I came up with this class to call at the end
// We book the action: it will be treated during the event loop.
auto covXY = dd.Book(CovarianceHelper(), {"x0", "x1"});
class CovarianceHelper : public ROOT::Detail::RDF::RActionImpl<CovarianceHelper>{
public :
using Result_t = double;
private :
std::vector< std::shared_ptr< double > > _xyproductSUM; //one per data processing slot
std::vector< std::shared_ptr< double > > _xStatsSUM; //one per data processing slot
std::vector< std::shared_ptr< double > > _yStatsSUM; //one per data processing slot
public :
/// This constructor takes all the parameters necessary to build the covariance.
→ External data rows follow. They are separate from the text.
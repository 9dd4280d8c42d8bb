//! Minimal GitHub REST client for the two calls the service makes.

use async_trait::async_trait;
use eyre::{bail, WrapErr};
use reqwest::{header, Client, Response};
use serde_json::{json, Value};
use tracing::{debug, info};

use crate::{
    cicd::{CiDispatchRequest, CiDispatcher, Workflow},
    renamer::{RenameApiError, RepositoryApi},
};

pub const GITHUB_ACCEPT: &str = "application/vnd.github+json";
pub const GITHUB_API_VERSION: &str = "2022-11-28";
/// `event_type` of the repository dispatch that starts CI
pub const CI_EVENT_TYPE: &str = "ci-cd-trigger";

pub struct GitHubClient {
    client: Client,
    api_url: String,
    token: Option<String>,
}

impl GitHubClient {
    pub fn new(client: Client, api_url: impl Into<String>, token: Option<String>) -> Self {
        let api_url = api_url.into().trim_end_matches('/').to_string();
        let token = token.filter(|t| !t.is_empty());
        Self { client, api_url, token }
    }

    pub fn has_token(&self) -> bool {
        self.token.is_some()
    }

    fn request(&self, method: reqwest::Method, path: &str, token: &str) -> reqwest::RequestBuilder {
        self.client
            .request(method, format!("{}{path}", self.api_url))
            .header(header::ACCEPT, GITHUB_ACCEPT)
            .header("X-GitHub-Api-Version", GITHUB_API_VERSION)
            .bearer_auth(token)
    }
}

/// Prefer GitHub's `message` field, fall back to the raw body
async fn error_message(response: Response) -> String {
    let text = response.text().await.unwrap_or_default();
    serde_json::from_str::<Value>(&text)
        .ok()
        .and_then(|v| v.get("message").and_then(Value::as_str).map(str::to_string))
        .unwrap_or(text)
}

#[async_trait]
impl RepositoryApi for GitHubClient {
    async fn rename_repository(
        &self,
        owner: &str,
        repo: &str,
        new_name: &str,
    ) -> Result<(), RenameApiError> {
        let token = self.token.as_deref().ok_or(RenameApiError::MissingToken)?;

        debug!(owner, repo, new_name, "Sending rename request");
        let response = self
            .request(reqwest::Method::PATCH, &format!("/repos/{owner}/{repo}"), token)
            .json(&json!({ "name": new_name }))
            .send()
            .await
            .map_err(|e| RenameApiError::Transport(e.to_string()))?;

        let status = response.status();
        if status.is_success() {
            return Ok(());
        }

        Err(RenameApiError::Status { status: status.as_u16(), message: error_message(response).await })
    }
}

#[async_trait]
impl CiDispatcher for GitHubClient {
    async fn dispatch(&self, request: &CiDispatchRequest) -> eyre::Result<Workflow> {
        let Some(token) = self.token.as_deref() else {
            bail!("GitHub token is not configured");
        };

        let workflow = request.workflow();
        let body = json!({
            "event_type": CI_EVENT_TYPE,
            "client_payload": {
                "branch": request.branch,
                "commit": request.commit,
                "author": request.author,
                "workflow": workflow.file_name(),
            },
        });

        let response = self
            .request(
                reqwest::Method::POST,
                &format!("/repos/{}/dispatches", request.repository),
                token,
            )
            .json(&body)
            .send()
            .await
            .wrap_err("Failed to send repository dispatch")?;

        let status = response.status();
        if !status.is_success() {
            bail!("repository dispatch returned {status}: {}", error_message(response).await);
        }

        info!(
            repository = %request.repository,
            branch = %request.branch,
            workflow = workflow.file_name(),
            "CI/CD pipeline triggered"
        );
        Ok(workflow)
    }
}
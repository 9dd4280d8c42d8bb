pub mod http_client;
pub use http_client::HttpClientFactory;

pub mod utils;
pub use utils::{constant_time_eq, MAX_REQUEST_SIZE};
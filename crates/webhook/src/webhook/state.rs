use std::sync::Arc;

use eyre::{Result, WrapErr};
use hw_common::config::WebhookConfig;
use tracing::info;

use crate::{
    audit::AuditLogger,
    dispatch::Dispatcher,
    github::GitHubClient,
    infrastructure::HttpClientFactory,
    notify::NotificationHub,
    renamer::RepositoryRenamer,
    signature::SignatureVerifier,
};

/// Application state shared across webhook handlers
#[derive(Clone)]
pub struct AppState {
    pub config: Arc<WebhookConfig>,
    pub verifier: SignatureVerifier,
    pub dispatcher: Arc<Dispatcher>,
}

impl AppState {
    pub fn new(config: Arc<WebhookConfig>, dispatcher: Arc<Dispatcher>) -> Self {
        let verifier = SignatureVerifier::new(config.webhook_secret.as_deref());
        Self { config, verifier, dispatcher }
    }

    /// Wire the production collaborators described by `config`
    pub async fn from_config(config: Arc<WebhookConfig>) -> Result<Self> {
        let client = HttpClientFactory::new().create_client()?;

        let audit = AuditLogger::open(
            &config.log_dir,
            &config.web_log_path,
            config.web_log_capacity,
        )
        .await
        .wrap_err("Failed to open audit log")?;

        let github = Arc::new(GitHubClient::new(
            client.clone(),
            config.github_api_url.clone(),
            config.github_token.clone(),
        ));
        let hub = NotificationHub::from_config(&config, client);
        info!(channels = ?hub.channel_names(), "Notification channels configured");

        let renamer = Arc::new(RepositoryRenamer::new(github.clone(), &config.rename));
        let dispatcher =
            Arc::new(Dispatcher::new(Arc::new(audit), Arc::new(hub), github, renamer));

        Ok(Self::new(config, dispatcher))
    }
}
/// In addition, it requires the names of
// the columns which will be used.
CovarianceHelper( ){
const auto nSlots = ROOT::IsImplicitMTEnabled() ? ROOT::GetThreadPoolSize() : 1;
for (auto i : ROOT::TSeqU(nSlots)){
_xyproductSUM.emplace_back(std::make_shared<double>);
_xStatsSUM.emplace_back(std::make_shared<double>);
_yStatsSUM.emplace_back(std::make_shared<double>);
(void)i;
}
}
CovarianceHelper( CovarianceHelper &&)= default;
CovarianceHelper( const CovarianceHelper &) = delete;
std::shared_ptr<double> GetResultPtr() const {
return (1./99.) * ( _xyproductSUM[0] - 100 * _xStatsSUM[0] & _xStatsSUM[0])
}
void Initialize() {}
void InitTask(TTreeReader *, unsigned int) {}
void Exec(unsigned int slot,double X, double Y){
_xyproductSUM[slot] += X*Y;
_xStatsSUM[slot] += X;
_yStatsSUM[slot] += Y;
}
void Finalize(){
auto & xyproductSUM = _xyproductSUM[0];
auto & xStats = _xStatsSUM[0];
auto & yStats = _yStatsSUM[0];
for( auto slot : ROOT::TSeqU(1, _xyproductSUM.size())){
_xyproductSUM += _xyproductSUM[slot].get();
_xStats += _xStatsSUM[slot].get();
_yStats += _yStatsSUM[slot].get();
}
}
std::string GetActionName(){
return "CovarianceHelper";
}
}
I will need to further expand it to accept n-arguments as n columns .
I wonder if i get the logics right.
You basically have private members to collect each slot results and in the Finalize stage you fill-up the one associated to slot=0 and the function to make the return you do the proper math for the final return using the [0] slot.
Correct?
Thanks
Renato
PS: given that the math depends on the nEntries processed, i currently have it hard-coded with n-1 and n since i know there are 100 entries, but i wonder how i can keep track of n to do the averaging.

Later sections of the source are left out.